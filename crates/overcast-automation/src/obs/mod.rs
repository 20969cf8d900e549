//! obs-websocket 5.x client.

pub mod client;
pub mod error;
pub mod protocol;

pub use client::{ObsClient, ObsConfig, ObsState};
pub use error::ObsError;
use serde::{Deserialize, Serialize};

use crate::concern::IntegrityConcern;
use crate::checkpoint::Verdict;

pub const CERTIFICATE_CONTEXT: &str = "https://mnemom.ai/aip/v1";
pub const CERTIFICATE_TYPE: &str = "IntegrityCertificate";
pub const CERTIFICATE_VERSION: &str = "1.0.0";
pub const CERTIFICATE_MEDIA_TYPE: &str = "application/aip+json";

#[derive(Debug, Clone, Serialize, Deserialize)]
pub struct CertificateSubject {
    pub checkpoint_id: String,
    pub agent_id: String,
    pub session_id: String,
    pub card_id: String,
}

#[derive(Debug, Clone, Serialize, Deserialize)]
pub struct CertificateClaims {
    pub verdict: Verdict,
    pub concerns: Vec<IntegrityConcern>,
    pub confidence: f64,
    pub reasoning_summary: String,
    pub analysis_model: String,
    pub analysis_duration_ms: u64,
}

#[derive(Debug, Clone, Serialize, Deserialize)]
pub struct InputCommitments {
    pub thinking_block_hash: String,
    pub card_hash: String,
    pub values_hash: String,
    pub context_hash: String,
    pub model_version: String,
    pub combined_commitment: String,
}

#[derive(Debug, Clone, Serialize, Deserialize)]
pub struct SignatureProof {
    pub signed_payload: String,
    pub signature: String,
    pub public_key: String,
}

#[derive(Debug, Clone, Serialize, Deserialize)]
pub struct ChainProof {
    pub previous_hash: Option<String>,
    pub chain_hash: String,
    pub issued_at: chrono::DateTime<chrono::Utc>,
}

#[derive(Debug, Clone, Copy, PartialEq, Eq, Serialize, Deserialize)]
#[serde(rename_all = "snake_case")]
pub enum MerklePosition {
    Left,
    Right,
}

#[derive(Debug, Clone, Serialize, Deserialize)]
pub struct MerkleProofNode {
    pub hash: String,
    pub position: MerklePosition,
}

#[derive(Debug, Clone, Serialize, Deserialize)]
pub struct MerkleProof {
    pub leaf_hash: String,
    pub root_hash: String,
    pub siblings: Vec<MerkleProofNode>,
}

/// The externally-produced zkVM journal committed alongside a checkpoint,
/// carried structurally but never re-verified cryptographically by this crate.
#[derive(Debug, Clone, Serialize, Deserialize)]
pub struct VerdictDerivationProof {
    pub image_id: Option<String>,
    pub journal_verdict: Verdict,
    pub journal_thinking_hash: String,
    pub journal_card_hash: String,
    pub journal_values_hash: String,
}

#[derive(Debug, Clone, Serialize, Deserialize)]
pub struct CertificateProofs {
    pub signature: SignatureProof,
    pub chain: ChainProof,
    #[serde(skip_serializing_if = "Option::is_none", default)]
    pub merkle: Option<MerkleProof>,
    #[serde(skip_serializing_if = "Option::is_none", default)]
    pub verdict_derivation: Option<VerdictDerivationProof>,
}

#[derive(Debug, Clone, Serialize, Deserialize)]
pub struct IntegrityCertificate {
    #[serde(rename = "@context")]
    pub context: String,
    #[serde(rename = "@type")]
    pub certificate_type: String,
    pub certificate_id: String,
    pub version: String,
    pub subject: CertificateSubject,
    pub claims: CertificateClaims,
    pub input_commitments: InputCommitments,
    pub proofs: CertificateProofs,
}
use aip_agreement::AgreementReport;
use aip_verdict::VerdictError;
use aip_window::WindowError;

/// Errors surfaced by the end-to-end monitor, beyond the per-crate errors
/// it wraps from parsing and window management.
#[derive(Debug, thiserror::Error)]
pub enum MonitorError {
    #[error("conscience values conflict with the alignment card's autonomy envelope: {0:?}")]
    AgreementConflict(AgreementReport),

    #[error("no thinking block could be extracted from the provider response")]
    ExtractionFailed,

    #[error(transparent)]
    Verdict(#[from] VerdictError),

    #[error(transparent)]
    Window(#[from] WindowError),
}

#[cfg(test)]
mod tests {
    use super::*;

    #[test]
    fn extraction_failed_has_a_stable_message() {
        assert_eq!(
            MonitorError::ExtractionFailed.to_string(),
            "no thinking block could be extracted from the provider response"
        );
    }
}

================================

Problem statement ::
Give the records above again, word for word.

Your solution ::
filename crates/overcast-automation/src/obs/mod.rs
repository 20969cf8d900e549
//! obs-websocket 5.x client.

pub mod client;
pub mod error;
pub mod protocol;

pub use client::{ObsClient, ObsConfig, ObsState};
pub use error::ObsError;
use serde::{Deserialize, Serialize};

use crate::concern::IntegrityConcern;
use crate::checkpoint::Verdict;

pub const CERTIFICATE_CONTEXT: &str = "https://mnemom.ai/aip/v1";
pub const CERTIFICATE_TYPE: &str = "IntegrityCertificate";
pub const CERTIFICATE_VERSION: &str = "1.0.0";
pub const CERTIFICATE_MEDIA_TYPE: &str = "application/aip+json";

#[derive(Debug, Clone, Serialize, Deserialize)]
pub struct CertificateSubject {
    pub checkpoint_id: String,
    pub agent_id: String,
    pub session_id: String,
    pub card_id: String,
}

#[derive(Debug, Clone, Serialize, Deserialize)]
pub struct CertificateClaims {
    pub verdict: Verdict,
    pub concerns: Vec<IntegrityConcern>,
    pub confidence: f64,
    pub reasoning_summary: String,
    pub analysis_model: String,
    pub analysis_duration_ms: u64,
}

#[derive(Debug, Clone, Serialize, Deserialize)]
pub struct InputCommitments {
    pub thinking_block_hash: String,
    pub card_hash: String,
    pub values_hash: String,
    pub context_hash: String,
    pub model_version: String,
    pub combined_commitment: String,
}

#[derive(Debug, Clone, Serialize, Deserialize)]
pub struct SignatureProof {
    pub signed_payload: String,
    pub signature: String,
    pub public_key: String,
}

#[derive(Debug, Clone, Serialize, Deserialize)]
pub struct ChainProof {
    pub previous_hash: Option<String>,
    pub chain_hash: String,
    pub issued_at: chrono::DateTime<chrono::Utc>,
}

#[derive(Debug, Clone, Copy, PartialEq, Eq, Serialize, Deserialize)]
#[serde(rename_all = "snake_case")]
pub enum MerklePosition {
    Left,
    Right,
}

#[derive(Debug, Clone, Serialize, Deserialize)]
pub struct MerkleProofNode {
    pub hash: String,
    pub position: MerklePosition,
}

#[derive(Debug, Clone, Serialize, Deserialize)]
pub struct MerkleProof {
    pub leaf_hash: String,
    pub root_hash: String,
    pub siblings: Vec<MerkleProofNode>,
}

/// The externally-produced zkVM journal committed alongside a checkpoint,
/// carried structurally but never re-verified cryptographically by this crate.
#[derive(Debug, Clone, Serialize, Deserialize)]
pub struct VerdictDerivationProof {
    pub image_id: Option<String>,
    pub journal_verdict: Verdict,
    pub journal_thinking_hash: String,
    pub journal_card_hash: String,
    pub journal_values_hash: String,
}

#[derive(Debug, Clone, Serialize, Deserialize)]
pub struct CertificateProofs {
    pub signature: SignatureProof,
    pub chain: ChainProof,
    #[serde(skip_serializing_if = "Option::is_none", default)]
    pub merkle: Option<MerkleProof>,
    #[serde(skip_serializing_if = "Option::is_none", default)]
    pub verdict_derivation: Option<VerdictDerivationProof>,
}

#[derive(Debug, Clone, Serialize, Deserialize)]
pub struct IntegrityCertificate {
    #[serde(rename = "@context")]
    pub context: String,
    #[serde(rename = "@type")]
    pub certificate_type: String,
    pub certificate_id: String,
    pub version: String,
    pub subject: CertificateSubject,
    pub claims: CertificateClaims,
    pub input_commitments: InputCommitments,
    pub proofs: CertificateProofs,
}
use aip_agreement::AgreementReport;
use aip_verdict::VerdictError;
use aip_window::WindowError;

/// Errors surfaced by the end-to-end monitor, beyond the per-crate errors
/// it wraps from parsing and window management.
#[derive(Debug, thiserror::Error)]
pub enum MonitorError {
    #[error("conscience values conflict with the alignment card's autonomy envelope: {0:?}")]
    AgreementConflict(AgreementReport),

    #[error("no thinking block could be extracted from the provider response")]
    ExtractionFailed,

    #[error(transparent)]
    Verdict(#[from] VerdictError),

    #[error(transparent)]
    Window(#[from] WindowError),
}

#[cfg(test)]
mod tests {
    use super::*;

    #[test]
    fn extraction_failed_has_a_stable_message() {
        assert_eq!(
            MonitorError::ExtractionFailed.to_string(),
            "no thinking block could be extracted from the provider response"
        );
    }
}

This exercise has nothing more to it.